Everyone sitting on the right side of the classroom would be graded based on the quality of the work they produced.
The students in this group had to submit just one photograph on the last day of term – and it would be marked on its creative merits.
Everyone sitting on the left side of the classroom, however, were told they would be marked on the quantity of their work.
On the last day of term the professor said he would bring in his bathroom scales and weigh the photographs each student in this group had taken. The greater the weight, the higher the grade.
When the final day of term arrived the outcome of this experiment was perhaps not what you might expect.
The best photographs had all been taken by those in the quantity group.

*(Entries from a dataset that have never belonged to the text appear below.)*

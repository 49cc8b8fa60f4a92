//! Webhook action translation.
//!
//! The upstream service posts one action record per change, for every kind
//! of object on the board. Only card lifecycle actions become deltas; the
//! rest are ignored without error.

use chrono::{DateTime, Utc};
use serde::Deserialize;
use serde_json::{Map, Value};
use tracing::debug;

use crate::board::{Card, CardPatch};
use crate::error::{SyncError, SyncResult};

use super::{Channel, Delta, DeltaKind};

/// Body of a webhook delivery.
#[derive(Debug, Clone, Deserialize)]
pub struct WebhookPayload {
    pub action: Option<Action>,
}

/// One upstream action record.
#[derive(Debug, Clone, Deserialize)]
#[serde(rename_all = "camelCase")]
pub struct Action {
    #[serde(default)]
    pub id: Option<String>,
    #[serde(rename = "type")]
    pub action_type: String,
    #[serde(default)]
    pub date: Option<DateTime<Utc>>,
    #[serde(default)]
    pub data: ActionData,
}

#[derive(Debug, Clone, Default, Deserialize)]
#[serde(rename_all = "camelCase")]
pub struct ActionData {
    pub card: Option<ActionCard>,
    pub list: Option<ListRef>,
    pub list_before: Option<ListRef>,
    pub list_after: Option<ListRef>,
    /// Previous values of the fields this action changed.
    pub old: Option<Map<String, Value>>,
}

/// Card as embedded in an action: only the fields relevant to the action are present.
#[derive(Debug, Clone, Default, Deserialize)]
#[serde(rename_all = "camelCase")]
pub struct ActionCard {
    pub id: Option<String>,
    pub name: Option<String>,
    pub desc: Option<String>,
    pub id_list: Option<String>,
    pub closed: Option<bool>,
    pub pos: Option<f64>,
}

#[derive(Debug, Clone, Deserialize)]
pub struct ListRef {
    pub id: String,
    #[serde(default)]
    pub name: Option<String>,
}

/// Translate a raw webhook body into at most one delta.
pub fn normalize_webhook(payload: &Value) -> SyncResult<Option<Delta>> {
    let payload: WebhookPayload = serde_json::from_value(payload.clone())
        .map_err(|e| SyncError::malformed(Channel::Webhook, e.to_string()))?;
    let Some(action) = payload.action else {
        return Ok(None);
    };
    let delta = translate(&action)?;
    if delta.is_none() {
        debug!(action_type = %action.action_type, action_id = ?action.id, "Ignoring webhook action");
    }
    Ok(delta.map(|d| match action.date {
        Some(at) => d.with_source_time(at),
        None => d,
    }))
}

fn translate(action: &Action) -> SyncResult<Option<Delta>> {
    let kind = match action.action_type.as_str() {
        "createCard" | "copyCard" | "convertToCardFromCheckItem" | "moveCardToBoard" => {
            DeltaKind::Created {
                card: card_from(action)?,
                index: None,
            }
        }
        "deleteCard" | "moveCardFromBoard" => DeltaKind::Deleted {
            card_id: card_id(action)?,
        },
        "updateCard" => return translate_update(action),
        _ => return Ok(None),
    };
    Ok(Some(Delta::new(kind, Channel::Webhook)))
}

fn translate_update(action: &Action) -> SyncResult<Option<Delta>> {
    let data = &action.data;
    let card_id = card_id(action)?;
    let card = data.card.clone().unwrap_or_default();
    let old = data.old.clone().unwrap_or_default();
    let fields = changed_fields(&card, &old);

    // The before/after lists in the action are the authority for a move,
    // not whatever the store currently believes.
    if let Some(after) = &data.list_after {
        return Ok(Some(Delta::new(
            DeltaKind::Moved {
                card_id,
                from_list_id: data.list_before.as_ref().map(|l| l.id.clone()),
                to_list_id: after.id.clone(),
                index: None,
                fields,
            },
            Channel::Webhook,
        )));
    }

    if old.contains_key("closed") {
        return match card.closed {
            Some(true) => Ok(Some(Delta::archived(card_id, Channel::Webhook))),
            Some(false) => Ok(Some(Delta::new(
                DeltaKind::Created {
                    card: card_from(action)?,
                    index: None,
                },
                Channel::Webhook,
            ))),
            None => Err(SyncError::malformed(
                Channel::Webhook,
                format!("updateCard '{card_id}' changed closed without a value"),
            )),
        };
    }

    if fields.is_empty() {
        return Ok(None);
    }
    Ok(Some(Delta::updated(card_id, fields, Channel::Webhook)))
}

fn changed_fields(card: &ActionCard, old: &Map<String, Value>) -> CardPatch {
    CardPatch {
        name: old
            .contains_key("name")
            .then(|| card.name.clone())
            .flatten(),
        desc: old
            .contains_key("desc")
            .then(|| card.desc.clone().unwrap_or_default()),
    }
}

fn card_id(action: &Action) -> SyncResult<String> {
    action
        .data
        .card
        .as_ref()
        .and_then(|c| c.id.clone())
        .filter(|id| !id.is_empty())
        .ok_or_else(|| {
            SyncError::malformed(
                Channel::Webhook,
                format!("{} action without card id", action.action_type),
            )
        })
}

fn card_from(action: &Action) -> SyncResult<Card> {
    let id = card_id(action)?;
    let data = &action.data;
    let card = data.card.clone().unwrap_or_default();
    let id_list = card
        .id_list
        .clone()
        .or_else(|| data.list.as_ref().map(|l| l.id.clone()))
        .or_else(|| data.list_after.as_ref().map(|l| l.id.clone()))
        .ok_or_else(|| {
            SyncError::malformed(
                Channel::Webhook,
                format!("{} for card '{id}' without a list", action.action_type),
            )
        })?;
    Ok(Card {
        id,
        name: card.name.unwrap_or_default(),
        desc: card.desc,
        id_list,
        pos: card.pos,
        closed: false,
    })
}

It appeared that while those in the quality group had procrastinated, theorised, and agonised over how best to create the perfect photograph, those in the quantity group cracked on with honing their skills – one picture at a time.
In some professions the word “practitioner” or “practice” is used to describe a person or organisation that actively applies a particular skillset.
And so we have general practitioners, medical practices, legal practices and design practices.
These people and organisations may well be interested in research and theory.
But they also have skin in the game. Their income and reputation depend on actually doing the work – week in and week out.
Practice makes, if not perfect, then better. And that matters, even if you have innate talent.
“I could play chess for 100 years and I’ll never be a grandmaster,” Malcolm Gladwell, who helped popularise the idea that one should devote 10,000 hours of practice to become accomplished, once explained.
“The point is simply that natural ability requires a huge investment of time in order to be made manifest.”